If you are not careful, visiting /page and /page/ can behave very differently. And if your site uses relative URLs for images or links, this difference can easily lead to broken assets and 404 errors.
This article explains the problem and shows a simple, practical fix that works well on Netlify.
Using Netlify rewrites to duplicate pages
Netlify rewrites are defined in the _redirects file, usually located in the public root of your project.
For example, with this rule:
/copy/* /original/:splat 200
You can visit:
https://mysite.com/copy
And Netlify will serve the content from:
https://mysite.com/original
The important part here is the 200 status code. This tells Netlify to rewrite the request, not redirect it. The URL in the browser stays the same.
This is very useful, and it works exactly as expected.
The trailing slash problem
The issue appears when you access the rewritten page without a trailing slash.
For example:
/copy/copy/
Both URLs work, but they are not treated the same by the browser.
If your HTML uses relative paths for images or links, accessing /copy without the trailing slash can cause those paths to resolve incorrectly. The result is broken images or links that lead to 404 pages.
Unfortunately, Netlify rewrites do not provide a built-in way to force a trailing slash when using a rewrite instead of a redirect.
Why redirects are not an option here
You might think about solving this with a redirect, but that changes the behavior.
If you used a 301 or 302 instead of 200, Netlify would redirect the user and change the URL. In this case, that is not what we want. The whole point of the rewrite is to keep the original URL visible.
So the solution needs to happen somewhere else.
A simple client-side fix
After trying to solve this at the static site generator level, the simplest and most reliable fix turned out to be client side.
The idea is very straightforward:
- Check if the current URL ends with a slash
- If it does not, reload the page with a slash appended
Here is the small JavaScript snippet that does exactly that:
<script>
(function () {
if (!window.location.pathname.endsWith("/")) {
window.location.href = window.location.pathname + "/"
}
})()
</script>
You can place this at the bottom of your page layout so it runs as soon as the page loads.
Why this works well on Netlify
This redirect happens entirely in the browser.

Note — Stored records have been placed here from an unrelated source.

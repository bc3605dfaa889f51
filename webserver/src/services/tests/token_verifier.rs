//! Tests for HttpTokenVerifier against a mock identity endpoint

use std::time::Duration;

use assert_matches::assert_matches;
use serde_json::json;
use wiremock::matchers::{bearer_token, method, path};
use wiremock::{Mock, MockServer, ResponseTemplate};

use crate::error::WebServerError;
use crate::services::HttpTokenVerifier;
use crate::traits::TokenVerifier;

async fn verifier_for(server: &MockServer) -> HttpTokenVerifier {
    HttpTokenVerifier::new(&format!("{}/v1/me", server.uri()), Duration::from_secs(2)).unwrap()
}

#[tokio::test]
async fn test_valid_token_resolves_user() {
    let server = MockServer::start().await;
    Mock::given(method("GET"))
        .and(path("/v1/me"))
        .and(bearer_token("good-token"))
        .respond_with(ResponseTemplate::new(200).set_body_json(json!({"uid": "player-9"})))
        .expect(1)
        .mount(&server)
        .await;

    let identity = verifier_for(&server).await.verify("good-token").await.unwrap();
    assert_eq!(identity.user_id, "player-9");
}

#[tokio::test]
async fn test_rejected_token_is_unauthorized() {
    let server = MockServer::start().await;
    Mock::given(method("GET"))
        .respond_with(ResponseTemplate::new(401))
        .mount(&server)
        .await;

    let err = verifier_for(&server).await.verify("bad-token").await.unwrap_err();
    assert_matches!(err, WebServerError::Unauthorized { reason } if reason == "Invalid authentication token");
}

#[tokio::test]
async fn test_unexpected_body_is_unauthorized() {
    let server = MockServer::start().await;
    Mock::given(method("GET"))
        .respond_with(ResponseTemplate::new(200).set_body_json(json!({"status": "ok"})))
        .mount(&server)
        .await;

    let err = verifier_for(&server).await.verify("token").await.unwrap_err();
    assert_matches!(err, WebServerError::Unauthorized { .. });
}

#[test]
fn test_rejects_non_http_identity_url() {
    assert_matches!(
        HttpTokenVerifier::new("ftp://identity.local/me", Duration::from_secs(1)),
        Err(WebServerError::Config { .. })
    );
    assert_matches!(
        HttpTokenVerifier::new("not a url", Duration::from_secs(1)),
        Err(WebServerError::Config { .. })
    );
}
//! Service implementations for the webserver
//!
//! Concrete implementations of the traits in `crate::traits`

pub mod artifact_store;
pub mod token_verifier;

#[cfg(test)]
pub mod tests;

pub use artifact_store::InMemoryArtifactStore;
pub use token_verifier::HttpTokenVerifier;
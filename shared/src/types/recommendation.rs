//! Recommendation inputs and outputs

use serde::{Deserialize, Serialize};

use super::{check_scale, check_sessions, PlayerProfile, SessionSummary, SkillCategory};
use crate::errors::{SharedError, SharedResult};

/// Coarse bucket used as the primary sort key, lowest first
#[derive(Debug, Clone, Copy, PartialEq, Eq, Hash, PartialOrd, Ord, Serialize, Deserialize)]
#[serde(into = "u8", try_from = "u8")]
pub enum PriorityTier {
    SkillGap = 1,
    DifficultyProgression = 2,
    SuccessPattern = 3,
    Variety = 4,
}

impl From<PriorityTier> for u8 {
    fn from(tier: PriorityTier) -> Self {
        tier as u8
    }
}

impl TryFrom<u8> for PriorityTier {
    type Error = SharedError;

    fn try_from(value: u8) -> Result<Self, Self::Error> {
        match value {
            1 => Ok(PriorityTier::SkillGap),
            2 => Ok(PriorityTier::DifficultyProgression),
            3 => Ok(PriorityTier::SuccessPattern),
            4 => Ok(PriorityTier::Variety),
            other => Err(SharedError::UnknownVariant {
                kind: "priority tier",
                value: other.to_string(),
            }),
        }
    }
}

/// An exercise the scorer may recommend
#[derive(Debug, Clone, PartialEq, Serialize, Deserialize)]
pub struct CandidateExercise {
    pub id: String,
    pub name: String,
    pub category: SkillCategory,
    #[serde(default, alias = "targetSkills")]
    pub target_skills: Vec<String>,
    pub difficulty: u8,
}

#[derive(Debug, Clone, PartialEq, Serialize, Deserialize)]
pub struct Recommendation {
    pub exercise_id: String,
    pub exercise_name: String,
    pub reason: String,
    pub confidence: f64,
    pub priority_tier: PriorityTier,
    pub category: SkillCategory,
}

/// Body of a recommendation call
#[derive(Debug, Clone, Default, PartialEq, Serialize, Deserialize)]
#[serde(default)]
pub struct RecommendationRequest {
    pub player_profile: Option<PlayerProfile>,
    pub recent_sessions: Vec<SessionSummary>,
    pub candidates: Vec<CandidateExercise>,
    /// Seed for the variety jitter, so identical calls rank identically
    pub seed: Option<u64>,
}

impl RecommendationRequest {
    /// Every rating and difficulty, history and candidates alike, must sit on the 1 to 5 scale
    pub fn check_ranges(&self) -> SharedResult<()> {
        check_sessions(&self.recent_sessions)?;
        for (i, candidate) in self.candidates.iter().enumerate() {
            check_scale(format!("candidates[{i}].difficulty"), candidate.difficulty)?;
        }
        Ok(())
    }
}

Netlify serves the page, the script runs, and the browser immediately reloads the correct URL.
The redirect is so fast that users usually do not notice it at all. More importantly, once the trailing slash is in place, all relative URLs behave correctly.
This approach keeps:
- Your Netlify rewrite intact
- Your URLs consistent
- Your images and links working
Things to keep in mind
A few small notes:
- This only affects users who visit the non-slash version
- Search engines will see the final slash URL after reload
- It works well for static sites hosted on Netlify
- It avoids complex redirect rules or build-time hacks
For many projects, this is a good tradeoff between simplicity and correctness.
Conclusion
Trailing slashes can be surprisingly tricky when using Netlify rewrites. Because rewrites do not change the URL, relative paths can easily break when the slash is missing.
A small client-side check is often the easiest fix:
- Detect missing trailing slashes
- Reload the page with the correct URL
- Keep your Netlify rewrites working as intended
If you rely on Netlify rewrites to duplicate pages, this simple solution can save you a lot of debugging time and prevent broken pages in production.